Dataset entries
════════════════
//! Vault bootstrap: health-driven init, unseal and HA raft join.

pub mod client;
pub mod initializer;
pub mod models;

use std::time::Duration;

use k1_cloud::CloudKind;
use thiserror::Error;

pub use client::{Health, VaultClient, LOCAL_BASE_URL};
pub use initializer::{KubeUnsealSecretStore, UnsealMaterial, UnsealSecretStore, VaultInitializer};

use crate::kube::KubeError;

#[derive(Error, Debug)]
pub enum VaultError {
    /// Unrecoverable initialization state.
    #[error("Vault initialization failed: {0}")]
    Init(String),

    /// Vault answered a `sys` call with a non-success status.
    #[error("{op} returned {status}: {body}")]
    Rejected {
        op: &'static str,
        status: u16,
        body: String,
    },

    #[error("Vault not ready after {}s", .0.as_secs())]
    Timeout(Duration),

    #[error("HTTP error: {0}")]
    Http(#[from] reqwest::Error),

    #[error(transparent)]
    Kube(#[from] KubeError),
}

impl VaultError {
    /// Transport failures and 5xx answers; Vault restarting or the tunnel
    /// reconnecting look like this.
    #[must_use]
    pub fn is_transient(&self) -> bool {
        match self {
            Self::Http(e) => e.is_connect() || e.is_timeout() || e.is_request(),
            Self::Rejected { status, .. } => *status >= 500,
            _ => false,
        }
    }
}

/// Cluster topology Vault runs with.
#[derive(Debug, Clone, Copy, PartialEq, Eq)]
pub enum VaultMode {
    SingleNode,
    HaRaft { replicas: u32, autounseal: bool },
}

impl VaultMode {
    /// k3d runs one node; AWS unseals through KMS.
    #[must_use]
    pub fn for_cloud(cloud: CloudKind) -> Self {
        match cloud {
            CloudKind::K3d => Self::SingleNode,
            CloudKind::Aws => Self::HaRaft {
                replicas: 3,
                autounseal: true,
            },
            _ => Self::HaRaft {
                replicas: 3,
                autounseal: false,
            },
        }
    }

    #[must_use]
    pub fn autounseal(self) -> bool {
        matches!(self, Self::HaRaft { autounseal: true, .. })
    }
}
════════════════
Look over the records above and filter for each line with the word "from".

#### Completed task:
    Http(#[from] reqwest::Error),
    Kube(#[from] KubeError),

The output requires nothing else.